Taylor Swift has dated some of Hollywood’s hottest stars like Taylor Lautner, John Mayer, Jake Gyllenhaal, and Joe Jonas, but although those relationships ended in heartbreak, the 22-year-old reveals in the new issue of Vogue that those relationship have taught her to look out for a few red flags.
Swift says the first thing that she looks out for is someone who thinks he already knows everything about her and doesn’t really want to get to know her.
“If someone doesn’t seem to want to get to know me as a person but instead seems to have kind of bought into the whole idea of me and he approves of my Wikipedia page? And falls in love based on zero hours spent with me? That’s maybe something to be aware of,” she tells Vogue. “That will fade fast. You can’t be in love with a Google search.”
Swift says she also needs someone who understands why she has a security team.
“If a dude is threatened by the fact that I need security, if they make me feel like I am some sort of princessy diva—that’s a bad sign,” she adds. “I don’t have security to make myself look cool, or like I have an entourage. I have security because there’s a file of stalkers who want to take me home and chain me to a pipe in their basement.”
Swift, who says she also doesn’t want a boyfriend to “put me down a lot in order to level the playing field” adds that after having high profile relationships, she doesn’t want to date someone who isn’t very open.
"I can’t deal with someone who’s obsessed with privacy,” she said. “People kind of care if there are two famous people dating, but no one cares that much. If you care about privacy to the point where we need to dig a tunnel under this restaurant so that we can leave? I can’t do that.”
For now, Swift is single.
“I really have this great life right now, and I’m not sad and I’m not crying,” she said, adding that when she’s in love she is “ridiculously stupid.”

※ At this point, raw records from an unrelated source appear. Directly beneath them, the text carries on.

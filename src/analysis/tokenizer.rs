use crate::core::types::Token;

pub trait Tokenizer: Send + Sync {
    fn tokenize(&self, text: &str) -> Vec<Token>;

    fn name(&self) -> &str;

    fn clone_box(&self) -> Box<dyn Tokenizer>;
}

/// Splits on runs of Unicode whitespace; no other transformation.
#[derive(Clone, Default)]
pub struct WhitespaceTokenizer;

impl Tokenizer for WhitespaceTokenizer {
    fn tokenize(&self, text: &str) -> Vec<Token> {
        text.split_whitespace().map(str::to_string).collect()
    }

    fn name(&self) -> &str {
        "whitespace"
    }

    fn clone_box(&self) -> Box<dyn Tokenizer> {
        Box::new(WhitespaceTokenizer)
    }
}
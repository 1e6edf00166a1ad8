pub mod lowercase;
pub mod punctuation;
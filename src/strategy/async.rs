//! Asynchronous batch processing strategy
//!
//! Reads records in batches with the csv-async reader and fans each batch
//! out across tokio worker tasks. Encoding is a pure function of the record,
//! so workers share nothing; results are joined back in input order.
//!
//! ```text
//! AsyncProcessingStrategy
//!     ├── BatchConfig (batch_size, max_concurrent_batches)
//!     ├── AsyncReader (batch CSV reading)
//!     └── per batch: chunks → tokio tasks → generate_row → ordered join
//! ```

use crate::io::async_reader::AsyncReader;
use crate::io::csv_format::{write_boletos_csv, InputRecord, OutputRecord};
use crate::strategy::{generate_row, ProcessingStrategy};
use std::io::Write;
use std::path::Path;
use tracing::{info, warn};

/// Configuration for batch processing
#[derive(Clone, Debug)]
pub struct BatchConfig {
    /// Number of records per batch
    pub batch_size: usize,
    /// Number of worker threads, and of tasks each batch is split into
    pub max_concurrent_batches: usize,
}

impl Default for BatchConfig {
    fn default() -> Self {
        Self {
            batch_size: 1000,
            max_concurrent_batches: num_cpus::get(),
        }
    }
}

impl BatchConfig {
    /// Create a new BatchConfig; zero values fall back to the defaults
    pub fn new(batch_size: usize, max_concurrent_batches: usize) -> Self {
        let default = Self::default();

        let batch_size = if batch_size == 0 {
            warn!(
                batch_size,
                default = default.batch_size,
                "Invalid batch_size, using default"
            );
            default.batch_size
        } else {
            batch_size
        };

        let max_concurrent_batches = if max_concurrent_batches == 0 {
            warn!(
                max_concurrent_batches,
                default = default.max_concurrent_batches,
                "Invalid max_concurrent_batches, using default"
            );
            default.max_concurrent_batches
        } else {
            max_concurrent_batches
        };

        Self {
            batch_size,
            max_concurrent_batches,
        }
    }
}

/// Asynchronous batch processing strategy
#[derive(Debug, Clone)]
pub struct AsyncProcessingStrategy {
    config: BatchConfig,
}

impl AsyncProcessingStrategy {
    pub fn new(config: BatchConfig) -> Self {
        Self { config }
    }

    /// Encode one batch across worker tasks, preserving order
    async fn process_batch(&self, batch: Vec<InputRecord>) -> Result<Vec<OutputRecord>, String> {
        let chunk_size = batch.len().div_ceil(self.config.max_concurrent_batches).max(1);

        let mut handles = Vec::with_capacity(self.config.max_concurrent_batches);
        let mut records = batch.into_iter().peekable();
        while records.peek().is_some() {
            let chunk: Vec<InputRecord> = records.by_ref().take(chunk_size).collect();
            handles.push(tokio::spawn(async move {
                chunk
                    .into_iter()
                    .filter_map(generate_row)
                    .collect::<Vec<_>>()
            }));
        }

        let mut results = Vec::new();
        for handle in handles {
            let rows = handle
                .await
                .map_err(|e| format!("Worker task failed: {}", e))?;
            results.extend(rows);
        }
        Ok(results)
    }
}

impl ProcessingStrategy for AsyncProcessingStrategy {
    fn process(&self, input_path: &Path, output: &mut dyn Write) -> Result<(), String> {
        let runtime = tokio::runtime::Builder::new_multi_thread()
            .worker_threads(self.config.max_concurrent_batches)
            .build()
            .map_err(|e| format!("Failed to create tokio runtime: {}", e))?;

        let boletos = runtime.block_on(async {
            let file = tokio::fs::File::open(input_path)
                .await
                .map_err(|e| format!("Failed to open file '{}': {}", input_path.display(), e))?;

            // csv-async reads through the futures AsyncRead traits
            let compat_file = tokio_util::compat::TokioAsyncReadCompatExt::compat(file);
            let mut reader = AsyncReader::new(compat_file);

            info!(
                input = %input_path.display(),
                batch_size = self.config.batch_size,
                workers = self.config.max_concurrent_batches,
                "Processing payment records"
            );

            let mut boletos = Vec::new();
            loop {
                let batch = reader.read_batch(self.config.batch_size).await;
                if batch.is_empty() {
                    break;
                }
                boletos.extend(self.process_batch(batch).await?);
            }
            Ok::<_, String>(boletos)
        })?;

        write_boletos_csv(&boletos, output)?;
        info!(generated = boletos.len(), "Processing finished");

        Ok(())
    }
}
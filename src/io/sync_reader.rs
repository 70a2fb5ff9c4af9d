//! Synchronous CSV reader with iterator interface
//!
//! Streams payment records from a CSV file one row at a time, delegating
//! format concerns to the csv_format module.
//!
//! ```no_run
//! use boleto_engine::io::sync_reader::SyncReader;
//! use std::path::Path;
//!
//! let reader = SyncReader::new(Path::new("payments.csv")).unwrap();
//! for result in reader {
//!     match result {
//!         Ok(input) => println!("Read record {}", input.id),
//!         Err(e) => eprintln!("Skipping row: {}", e),
//!     }
//! }
//! ```
//!
//! # Error Handling
//!
//! - Fatal errors (file not found) are returned from `new()`
//! - Row errors are yielded as `Err` items carrying the file line number,
//!   and iteration continues with the next row

use crate::io::csv_format::{convert_csv_record, CsvRecord, InputRecord};
use csv::{ReaderBuilder, Trim};
use std::fs::File;
use std::path::Path;

/// Synchronous CSV reader
///
/// Constant memory: only the current row is held.
#[derive(Debug)]
pub struct SyncReader {
    reader: csv::Reader<File>,
    rows_read: usize,
}

impl SyncReader {
    /// Open `path` for streaming
    ///
    /// Fields are trimmed and short rows are accepted, so trailing optional
    /// columns may be left out.
    pub fn new(path: &Path) -> Result<Self, String> {
        let file = File::open(path)
            .map_err(|e| format!("Failed to open file '{}': {}", path.display(), e))?;

        let reader = ReaderBuilder::new()
            .trim(Trim::All)
            .flexible(true)
            .buffer_capacity(8 * 1024)
            .from_reader(file);

        Ok(Self {
            reader,
            rows_read: 0,
        })
    }

    /// File line of the row just read; the header is line 1
    fn current_line(&self) -> usize {
        self.rows_read + 1
    }
}

impl Iterator for SyncReader {
    type Item = Result<InputRecord, String>;

    fn next(&mut self) -> Option<Self::Item> {
        let next = self.reader.deserialize::<CsvRecord>().next()?;
        self.rows_read += 1;

        Some(match next {
            Ok(csv_record) => convert_csv_record(csv_record)
                .map_err(|e| format!("Line {}: {}", self.current_line(), e)),
            Err(e) => Err(format!(
                "Line {}: CSV parse error: {}",
                self.current_line(),
                e
            )),
        })
    }
}
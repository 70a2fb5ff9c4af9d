//! End-to-end integration tests
//!
//! These tests run the complete generation pipeline over predefined CSV
//! fixtures. Each test reads `input.csv` from a fixture directory, generates
//! boletos through a processing strategy and compares the output with
//! `expected.csv`.
//!
//! Fixtures in tests/fixtures/:
//! - `all_banks` - one record per supported bank
//! - `bank_variants` - portfolio prefixes, check digit exceptions, wide fields,
//!   due-date factor wrap
//! - `malformed_data` - unparseable rows and records every bank rejects,
//!   mixed with valid ones
//!
//! Each fixture is run with both the synchronous and the async strategy.

#[cfg(test)]
mod tests {
    use boleto_engine::cli::StrategyType;
    use boleto_engine::strategy::{create_strategy, AsyncProcessingStrategy, BatchConfig};
    use boleto_engine::strategy::ProcessingStrategy;
    use rstest::rstest;
    use std::fs;
    use std::io::Write;
    use std::path::Path;
    use tempfile::NamedTempFile;

    fn fixture_paths(fixture_name: &str) -> (String, String) {
        let fixture_dir = format!("tests/fixtures/{}", fixture_name);
        let input_path = format!("{}/input.csv", fixture_dir);
        let expected_path = format!("{}/expected.csv", fixture_dir);

        assert!(
            Path::new(&input_path).exists(),
            "Input file not found: {}",
            input_path
        );
        assert!(
            Path::new(&expected_path).exists(),
            "Expected file not found: {}",
            expected_path
        );
        (input_path, expected_path)
    }

    /// Process `fixture_name`/input.csv with `strategy` and compare with expected.csv
    fn run_test_fixture(fixture_name: &str, strategy: &dyn ProcessingStrategy, label: &str) {
        let (input_path, expected_path) = fixture_paths(fixture_name);

        let mut temp_output = NamedTempFile::new().expect("Failed to create temp file");
        strategy
            .process(Path::new(&input_path), &mut temp_output)
            .unwrap_or_else(|e| panic!("Failed to process records: {}", e));
        temp_output.flush().expect("Failed to flush temp file");

        let actual_output = fs::read_to_string(temp_output.path())
            .unwrap_or_else(|e| panic!("Failed to read temp output file: {}", e));
        let expected_output = fs::read_to_string(&expected_path)
            .unwrap_or_else(|e| panic!("Failed to read expected file {}: {}", expected_path, e));

        assert_eq!(
            actual_output, expected_output,
            "\n\nOutput mismatch for fixture: {} (strategy: {})\n\nActual output:\n{}\n\nExpected output:\n{}\n",
            fixture_name, label, actual_output, expected_output
        );
    }

    #[rstest]
    #[case::all_banks("all_banks")]
    #[case::bank_variants("bank_variants")]
    #[case::malformed_data("malformed_data")]
    fn test_fixtures(
        #[case] fixture: &str,
        #[values(StrategyType::Sync, StrategyType::Async)] strategy_type: StrategyType,
    ) {
        let label = format!("{:?}", strategy_type);
        let strategy = create_strategy(strategy_type, None);
        run_test_fixture(fixture, strategy.as_ref(), &label);
    }

    /// Batches smaller than the fixture, split over several workers
    #[rstest]
    #[case::all_banks("all_banks")]
    #[case::bank_variants("bank_variants")]
    #[case::malformed_data("malformed_data")]
    fn test_fixtures_with_small_batches(
        #[case] fixture: &str,
        #[values(1, 3, 5)] batch_size: usize,
    ) {
        let strategy = AsyncProcessingStrategy::new(BatchConfig::new(batch_size, 2));
        run_test_fixture(fixture, &strategy, &format!("async, batch size {}", batch_size));
    }
}
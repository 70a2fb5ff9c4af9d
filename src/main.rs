//! Boleto Engine CLI
//!
//! Generates boleto control numbers, barcodes and digitable lines from a CSV
//! file of payment records.
//!
//! # Usage
//!
//! ```bash
//! cargo run -- payments.csv > boletos.csv
//! cargo run -- --strategy sync payments.csv > boletos.csv
//! cargo run -- --strategy async --batch-size 2000 --max-concurrent 8 payments.csv > boletos.csv
//! RUST_LOG=debug cargo run -- payments.csv > boletos.csv
//! ```
//!
//! Generated boletos go to stdout as CSV; logs go to stderr.
//!
//! # Exit Codes
//!
//! - 0: Success (rows that could not be encoded are logged and skipped)
//! - 1: Error (missing arguments, file not found, output not writable, etc.)

use boleto_engine::cli;
use boleto_engine::strategy;
use std::process;
use tracing::error;
use tracing_subscriber::EnvFilter;

fn main() {
    tracing_subscriber::fmt()
        .with_env_filter(
            EnvFilter::try_from_default_env().unwrap_or_else(|_| EnvFilter::new("info")),
        )
        .with_writer(std::io::stderr)
        .init();

    let args = cli::parse_args();

    let strategy = {
        let config = if matches!(args.strategy, cli::StrategyType::Async) {
            Some(args.to_batch_config())
        } else {
            None
        };
        strategy::create_strategy(args.strategy, config)
    };

    let mut output = std::io::stdout();
    if let Err(e) = strategy.process(&args.input_file, &mut output) {
        error!("{}", e);
        process::exit(1);
    }
}
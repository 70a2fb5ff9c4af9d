//! Payment record types
//!
//! A [`PaymentRecord`] holds everything a bank strategy needs to number one
//! boleto. Records are assembled through [`PaymentRecordBuilder`] and are
//! read-only afterwards. Fields are validated by the bank strategy at
//! generation time, since each bank declares its own required fields and widths.

use super::bank::Bank;
use chrono::NaiveDate;
use rust_decimal::prelude::ToPrimitive;
use rust_decimal::Decimal;
use std::fmt;

/// Monetary amount as an exact count of centavos
#[derive(Debug, Clone, Copy, PartialEq, Eq, PartialOrd, Ord, Hash, Default)]
pub struct Amount(u64);

impl Amount {
    /// Create an amount from a count of centavos
    pub const fn from_cents(cents: u64) -> Self {
        Amount(cents)
    }

    /// Convert a decimal amount in reais to centavos
    ///
    /// Rejects negative values and values with more than two decimal places,
    /// so no rounding ever happens.
    pub fn from_decimal(value: Decimal) -> Result<Self, String> {
        if value.is_sign_negative() && !value.is_zero() {
            return Err(format!("Amount {} is negative", value));
        }
        let cents = value
            .checked_mul(Decimal::ONE_HUNDRED)
            .ok_or_else(|| format!("Amount {} is too large", value))?;
        if !cents.fract().is_zero() {
            return Err(format!("Amount {} has more than two decimal places", value));
        }
        cents
            .to_u64()
            .map(Amount)
            .ok_or_else(|| format!("Amount {} is too large", value))
    }

    /// Number of centavos
    pub const fn cents(self) -> u64 {
        self.0
    }
}

impl fmt::Display for Amount {
    fn fmt(&self, f: &mut fmt::Formatter<'_>) -> fmt::Result {
        write!(f, "{}.{:02}", self.0 / 100, self.0 % 100)
    }
}

/// Currency of the boleto (barcode position 4)
#[derive(Debug, Clone, Copy, PartialEq, Eq, Default)]
pub enum Currency {
    /// Brazilian real
    #[default]
    Real,
    /// Any other currency
    Other,
}

impl Currency {
    /// Single digit febraban currency code
    pub fn code(self) -> char {
        match self {
            Currency::Real => '9',
            Currency::Other => '0',
        }
    }
}

/// Input record for one boleto
///
/// Numeric identifiers are kept as strings so that leading zeros supplied by
/// the caller survive untouched.
#[derive(Debug, Clone, PartialEq)]
pub struct PaymentRecord {
    bank: Bank,
    agency: Option<String>,
    account: Option<String>,
    account_check_digit: Option<String>,
    agreement: Option<String>,
    portfolio: Option<String>,
    sequence: Option<u64>,
    due_date: Option<NaiveDate>,
    issue_date: Option<NaiveDate>,
    amount: Option<Amount>,
    currency: Currency,
    ios: Option<u8>,
}

impl PaymentRecord {
    /// Start building a record for `bank`
    pub fn builder(bank: Bank) -> PaymentRecordBuilder {
        PaymentRecordBuilder {
            record: PaymentRecord {
                bank,
                agency: None,
                account: None,
                account_check_digit: None,
                agreement: None,
                portfolio: None,
                sequence: None,
                due_date: None,
                issue_date: None,
                amount: None,
                currency: Currency::Real,
                ios: None,
            },
        }
    }

    pub fn bank(&self) -> Bank {
        self.bank
    }

    pub fn agency(&self) -> Option<&str> {
        self.agency.as_deref()
    }

    pub fn account(&self) -> Option<&str> {
        self.account.as_deref()
    }

    pub fn account_check_digit(&self) -> Option<&str> {
        self.account_check_digit.as_deref()
    }

    /// Agreement ("convênio"); some banks use it for an operation or post code
    pub fn agreement(&self) -> Option<&str> {
        self.agreement.as_deref()
    }

    pub fn portfolio(&self) -> Option<&str> {
        self.portfolio.as_deref()
    }

    pub fn sequence(&self) -> Option<u64> {
        self.sequence
    }

    pub fn due_date(&self) -> Option<NaiveDate> {
        self.due_date
    }

    /// Document issue date ("data do documento")
    pub fn issue_date(&self) -> Option<NaiveDate> {
        self.issue_date
    }

    pub fn amount(&self) -> Option<Amount> {
        self.amount
    }

    pub fn currency(&self) -> Currency {
        self.currency
    }

    /// Santander IOS rate (insurance companies only)
    pub fn ios(&self) -> Option<u8> {
        self.ios
    }
}

/// Builder for [`PaymentRecord`]
#[derive(Debug, Clone)]
pub struct PaymentRecordBuilder {
    record: PaymentRecord,
}

impl PaymentRecordBuilder {
    pub fn agency(mut self, agency: impl Into<String>) -> Self {
        self.record.agency = Some(agency.into());
        self
    }

    pub fn account(mut self, account: impl Into<String>) -> Self {
        self.record.account = Some(account.into());
        self
    }

    pub fn account_check_digit(mut self, digit: impl Into<String>) -> Self {
        self.record.account_check_digit = Some(digit.into());
        self
    }

    pub fn agreement(mut self, agreement: impl Into<String>) -> Self {
        self.record.agreement = Some(agreement.into());
        self
    }

    pub fn portfolio(mut self, portfolio: impl Into<String>) -> Self {
        self.record.portfolio = Some(portfolio.into());
        self
    }

    pub fn sequence(mut self, sequence: u64) -> Self {
        self.record.sequence = Some(sequence);
        self
    }

    pub fn due_date(mut self, date: NaiveDate) -> Self {
        self.record.due_date = Some(date);
        self
    }

    pub fn issue_date(mut self, date: NaiveDate) -> Self {
        self.record.issue_date = Some(date);
        self
    }

    pub fn amount(mut self, amount: Amount) -> Self {
        self.record.amount = Some(amount);
        self
    }

    pub fn currency(mut self, currency: Currency) -> Self {
        self.record.currency = currency;
        self
    }

    pub fn ios(mut self, ios: u8) -> Self {
        self.record.ios = Some(ios);
        self
    }

    pub fn build(self) -> PaymentRecord {
        self.record
    }
}
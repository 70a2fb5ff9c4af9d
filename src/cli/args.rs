use crate::strategy::BatchConfig;
use clap::{Parser, ValueEnum};
use std::path::PathBuf;

/// Generate boleto barcodes and digitable lines from payment records
#[derive(Parser, Debug)]
#[command(name = "boleto-engine")]
#[command(about = "Generate boleto barcodes and digitable lines from payment records", long_about = None)]
pub struct CliArgs {
    /// Input CSV file path containing payment records
    #[arg(value_name = "INPUT", help = "Path to the input CSV file")]
    pub input_file: PathBuf,

    /// Processing strategy
    #[arg(
        long = "strategy",
        value_name = "STRATEGY",
        default_value = "async",
        help = "Processing strategy: 'sync' streams records, 'async' encodes batches in parallel"
    )]
    pub strategy: StrategyType,

    /// Number of records per batch (async mode only)
    #[arg(
        long = "batch-size",
        value_name = "SIZE",
        help = "Number of records per batch (default: 1000)"
    )]
    pub batch_size: Option<usize>,

    /// Number of worker threads (async mode only)
    #[arg(
        long = "max-concurrent",
        value_name = "COUNT",
        help = "Number of worker threads encoding each batch (default: CPU cores)"
    )]
    pub max_concurrent_batches: Option<usize>,
}

/// How the input file is read and its records encoded
#[derive(Clone, Copy, Debug, PartialEq, Eq, ValueEnum)]
pub enum StrategyType {
    /// Stream records one by one on the calling thread
    Sync,
    /// Read batches and encode each one across tokio tasks
    Async,
}

impl CliArgs {
    /// BatchConfig from the CLI arguments, defaults filling the gaps
    ///
    /// Zero values are replaced by defaults with a logged warning.
    pub fn to_batch_config(&self) -> BatchConfig {
        let default = BatchConfig::default();
        BatchConfig::new(
            self.batch_size.unwrap_or(default.batch_size),
            self.max_concurrent_batches
                .unwrap_or(default.max_concurrent_batches),
        )
    }
}
//! Caixa Econômica Federal, SICOB layout (104)
//!
//! The control number is a portfolio prefix followed by the sequence, with
//! a portfolio-dependent width. Portfolio codes outside the table fall back
//! to the bare sequence.
//!
//! Free field: control number (10), agency (4), operation code (3, taken from
//! the agreement), beneficiary code (8).

use super::Fields;
use crate::core::traits::BankStrategy;
use crate::types::{Bank, BoletoError, ControlNumber, FreeField, PaymentRecord};

/// Width of the control number inside the free field
const CONTROL_WIDTH: usize = 10;

/// Portfolio code, control number prefix, sequence width
const PREFIXES: [(&str, &str, usize); 3] = [("SR", "82", 8), ("SR16", "80", 8), ("CR", "9", 9)];

#[derive(Debug, Clone, Copy)]
pub struct Caixa;

impl BankStrategy for Caixa {
    fn bank(&self) -> Bank {
        Bank::Caixa
    }

    fn control_number(&self, record: &PaymentRecord) -> Result<ControlNumber, BoletoError> {
        let fields = Fields::new(record);
        let portfolio = fields.portfolio()?;

        let number = match PREFIXES.iter().find(|(code, _, _)| *code == portfolio) {
            Some((_, prefix, width)) => {
                format!("{}{}", prefix, fields.sequence_with_width(*width)?)
            }
            None => fields.bare_sequence()?,
        };
        Ok(ControlNumber::new(number))
    }

    fn free_field(&self, record: &PaymentRecord) -> Result<FreeField, BoletoError> {
        let fields = Fields::new(record);
        let control = self.control_number(record)?;
        let control = fields.fill("sequence", control.as_str(), CONTROL_WIDTH, CONTROL_WIDTH)?;

        let value = format!(
            "{}{}{}{}",
            control,
            fields.agency()?,
            fields.agreement()?,
            fields.account()?
        );
        FreeField::new(self.bank(), value)
    }
}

She has, however, turned her failed relationships into songs for her next album, which is due out this year. She says it helps her heal her broken heart.
“There’s just been this earth-shattering, not recent, but absolute crash-and-burn heartbreak,” she says, “And that will turn out to be what the next album is about. The only way that I can feel better about myself—pull myself out of that awful pain of losing someone—is writing songs about it to get some sort of clarity.”